Wherever the word "ElfClass" shows up in the data, report the line it sits in.

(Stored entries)
▬▬▬▬▬▬▬▬▬▬

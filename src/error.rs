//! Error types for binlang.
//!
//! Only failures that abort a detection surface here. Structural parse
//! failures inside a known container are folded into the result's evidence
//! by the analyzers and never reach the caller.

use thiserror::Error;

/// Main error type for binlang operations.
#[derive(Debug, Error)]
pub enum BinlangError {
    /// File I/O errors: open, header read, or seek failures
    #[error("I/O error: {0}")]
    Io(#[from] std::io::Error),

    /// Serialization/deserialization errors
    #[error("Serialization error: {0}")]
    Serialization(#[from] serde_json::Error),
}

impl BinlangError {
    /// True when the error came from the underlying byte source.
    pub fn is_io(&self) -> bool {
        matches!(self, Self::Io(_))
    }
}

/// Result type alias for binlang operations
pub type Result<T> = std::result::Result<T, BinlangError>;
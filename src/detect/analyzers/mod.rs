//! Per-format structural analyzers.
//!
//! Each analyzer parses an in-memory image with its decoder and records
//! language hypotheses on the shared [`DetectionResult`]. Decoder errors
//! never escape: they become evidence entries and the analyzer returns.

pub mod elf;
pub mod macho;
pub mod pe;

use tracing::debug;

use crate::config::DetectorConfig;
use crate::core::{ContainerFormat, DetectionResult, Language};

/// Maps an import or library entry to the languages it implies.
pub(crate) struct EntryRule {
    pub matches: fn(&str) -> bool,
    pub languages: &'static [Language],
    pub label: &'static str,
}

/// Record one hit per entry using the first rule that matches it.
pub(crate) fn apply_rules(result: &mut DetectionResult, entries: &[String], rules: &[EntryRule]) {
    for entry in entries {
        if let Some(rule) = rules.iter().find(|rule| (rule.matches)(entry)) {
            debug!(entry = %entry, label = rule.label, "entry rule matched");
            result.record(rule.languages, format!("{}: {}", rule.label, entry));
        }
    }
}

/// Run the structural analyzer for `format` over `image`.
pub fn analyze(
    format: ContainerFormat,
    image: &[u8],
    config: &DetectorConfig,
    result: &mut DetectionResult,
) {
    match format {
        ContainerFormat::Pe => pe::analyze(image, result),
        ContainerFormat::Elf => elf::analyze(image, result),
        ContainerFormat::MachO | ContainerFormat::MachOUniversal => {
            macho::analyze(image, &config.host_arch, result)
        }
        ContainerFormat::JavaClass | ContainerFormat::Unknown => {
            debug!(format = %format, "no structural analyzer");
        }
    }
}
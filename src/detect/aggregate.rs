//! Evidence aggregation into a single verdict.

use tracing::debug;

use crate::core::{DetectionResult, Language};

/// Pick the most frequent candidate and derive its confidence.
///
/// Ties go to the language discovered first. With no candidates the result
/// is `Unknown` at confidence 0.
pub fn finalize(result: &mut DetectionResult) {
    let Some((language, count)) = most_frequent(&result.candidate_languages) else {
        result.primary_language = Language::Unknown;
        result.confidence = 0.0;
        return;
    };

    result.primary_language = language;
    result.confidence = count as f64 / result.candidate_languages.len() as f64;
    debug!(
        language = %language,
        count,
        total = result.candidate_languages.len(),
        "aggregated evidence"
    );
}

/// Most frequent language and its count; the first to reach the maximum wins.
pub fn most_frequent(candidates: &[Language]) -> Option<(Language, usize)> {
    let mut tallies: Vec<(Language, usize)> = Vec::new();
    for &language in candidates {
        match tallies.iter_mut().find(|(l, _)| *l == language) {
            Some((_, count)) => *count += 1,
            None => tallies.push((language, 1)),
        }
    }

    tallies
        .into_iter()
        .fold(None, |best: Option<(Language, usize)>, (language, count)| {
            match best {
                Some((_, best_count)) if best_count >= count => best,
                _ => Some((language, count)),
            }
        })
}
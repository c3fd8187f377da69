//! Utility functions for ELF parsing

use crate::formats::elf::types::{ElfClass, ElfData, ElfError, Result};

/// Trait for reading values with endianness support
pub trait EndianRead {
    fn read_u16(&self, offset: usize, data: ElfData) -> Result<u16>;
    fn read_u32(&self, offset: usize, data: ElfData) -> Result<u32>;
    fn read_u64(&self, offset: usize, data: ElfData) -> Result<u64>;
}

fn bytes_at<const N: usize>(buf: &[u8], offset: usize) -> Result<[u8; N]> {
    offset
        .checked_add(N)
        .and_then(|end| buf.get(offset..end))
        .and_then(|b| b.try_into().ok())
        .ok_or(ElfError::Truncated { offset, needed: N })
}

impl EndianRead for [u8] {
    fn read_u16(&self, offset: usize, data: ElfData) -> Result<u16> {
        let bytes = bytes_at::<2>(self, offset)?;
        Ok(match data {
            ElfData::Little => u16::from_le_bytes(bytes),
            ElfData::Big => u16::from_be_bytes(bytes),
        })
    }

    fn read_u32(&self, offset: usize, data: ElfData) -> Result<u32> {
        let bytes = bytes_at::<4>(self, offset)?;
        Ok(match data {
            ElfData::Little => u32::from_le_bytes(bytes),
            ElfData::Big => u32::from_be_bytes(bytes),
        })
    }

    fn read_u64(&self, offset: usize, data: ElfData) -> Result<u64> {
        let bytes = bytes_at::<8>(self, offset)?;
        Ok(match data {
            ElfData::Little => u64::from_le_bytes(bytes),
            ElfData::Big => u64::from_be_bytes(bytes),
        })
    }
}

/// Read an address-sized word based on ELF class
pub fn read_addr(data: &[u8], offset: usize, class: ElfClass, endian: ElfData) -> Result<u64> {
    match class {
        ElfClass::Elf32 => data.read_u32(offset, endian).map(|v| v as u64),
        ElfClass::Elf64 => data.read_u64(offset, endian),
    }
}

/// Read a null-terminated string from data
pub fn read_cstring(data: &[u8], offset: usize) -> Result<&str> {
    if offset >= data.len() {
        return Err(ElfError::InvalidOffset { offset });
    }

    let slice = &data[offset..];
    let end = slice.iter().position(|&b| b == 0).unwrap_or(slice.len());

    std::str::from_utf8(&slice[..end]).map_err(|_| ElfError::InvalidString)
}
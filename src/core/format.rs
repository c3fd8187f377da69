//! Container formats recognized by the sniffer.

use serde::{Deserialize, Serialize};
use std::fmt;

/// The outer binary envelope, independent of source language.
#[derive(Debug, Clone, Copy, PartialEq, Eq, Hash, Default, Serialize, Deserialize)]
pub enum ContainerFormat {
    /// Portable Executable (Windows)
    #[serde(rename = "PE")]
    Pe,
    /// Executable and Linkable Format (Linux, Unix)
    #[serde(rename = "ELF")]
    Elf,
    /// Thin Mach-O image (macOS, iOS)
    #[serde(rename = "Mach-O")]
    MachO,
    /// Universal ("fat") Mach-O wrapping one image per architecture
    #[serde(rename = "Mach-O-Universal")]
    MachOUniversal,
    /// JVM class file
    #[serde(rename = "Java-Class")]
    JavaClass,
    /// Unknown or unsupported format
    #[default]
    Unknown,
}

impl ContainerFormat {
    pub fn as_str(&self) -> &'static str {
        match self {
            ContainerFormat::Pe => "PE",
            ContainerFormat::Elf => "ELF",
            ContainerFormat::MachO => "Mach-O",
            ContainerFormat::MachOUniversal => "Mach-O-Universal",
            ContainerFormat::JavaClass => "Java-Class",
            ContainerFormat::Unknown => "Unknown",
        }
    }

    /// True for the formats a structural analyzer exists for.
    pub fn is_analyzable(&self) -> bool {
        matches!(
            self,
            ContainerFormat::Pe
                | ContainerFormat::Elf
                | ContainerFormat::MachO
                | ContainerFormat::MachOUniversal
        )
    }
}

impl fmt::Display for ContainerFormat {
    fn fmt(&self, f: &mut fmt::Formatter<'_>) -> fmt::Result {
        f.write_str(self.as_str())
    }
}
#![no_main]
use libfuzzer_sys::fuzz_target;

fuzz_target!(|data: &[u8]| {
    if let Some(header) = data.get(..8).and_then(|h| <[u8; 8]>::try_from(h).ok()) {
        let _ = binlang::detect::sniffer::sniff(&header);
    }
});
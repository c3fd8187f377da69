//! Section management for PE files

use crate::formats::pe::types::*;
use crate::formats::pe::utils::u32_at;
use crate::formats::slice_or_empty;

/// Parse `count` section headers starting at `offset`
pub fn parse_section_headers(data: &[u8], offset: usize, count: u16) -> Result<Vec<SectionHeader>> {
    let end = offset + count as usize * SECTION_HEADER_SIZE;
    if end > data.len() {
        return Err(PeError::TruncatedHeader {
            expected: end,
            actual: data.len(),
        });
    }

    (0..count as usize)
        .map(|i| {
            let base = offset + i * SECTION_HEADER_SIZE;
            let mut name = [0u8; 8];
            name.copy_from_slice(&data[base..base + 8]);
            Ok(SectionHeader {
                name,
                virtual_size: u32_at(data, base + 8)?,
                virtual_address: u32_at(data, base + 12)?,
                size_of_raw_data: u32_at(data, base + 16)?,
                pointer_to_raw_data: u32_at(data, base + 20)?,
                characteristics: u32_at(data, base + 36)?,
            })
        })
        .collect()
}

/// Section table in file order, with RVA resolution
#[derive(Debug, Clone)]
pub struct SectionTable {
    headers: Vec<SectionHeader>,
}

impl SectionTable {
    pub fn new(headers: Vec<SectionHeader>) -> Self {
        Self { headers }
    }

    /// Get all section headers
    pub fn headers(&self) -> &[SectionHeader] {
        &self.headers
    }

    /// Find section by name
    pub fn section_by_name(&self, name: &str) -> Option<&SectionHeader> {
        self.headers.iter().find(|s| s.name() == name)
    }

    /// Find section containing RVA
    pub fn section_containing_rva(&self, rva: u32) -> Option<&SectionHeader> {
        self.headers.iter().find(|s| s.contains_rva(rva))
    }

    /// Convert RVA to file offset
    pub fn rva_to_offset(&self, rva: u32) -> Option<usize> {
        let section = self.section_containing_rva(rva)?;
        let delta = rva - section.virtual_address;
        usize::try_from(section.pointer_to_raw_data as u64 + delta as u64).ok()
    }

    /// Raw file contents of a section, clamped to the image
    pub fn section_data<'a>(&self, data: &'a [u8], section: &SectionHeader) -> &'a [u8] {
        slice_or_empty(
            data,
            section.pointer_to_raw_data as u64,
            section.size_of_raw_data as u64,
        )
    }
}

▬▬▬▬▬▬▬▬▬▬

Answer to the exercise ▸
use crate::formats::elf::types::{ElfClass, ElfData, ElfError, Result};
pub fn read_addr(data: &[u8], offset: usize, class: ElfClass, endian: ElfData) -> Result<u64> {
        ElfClass::Elf32 => data.read_u32(offset, endian).map(|v| v as u64),
        ElfClass::Elf64 => data.read_u64(offset, endian),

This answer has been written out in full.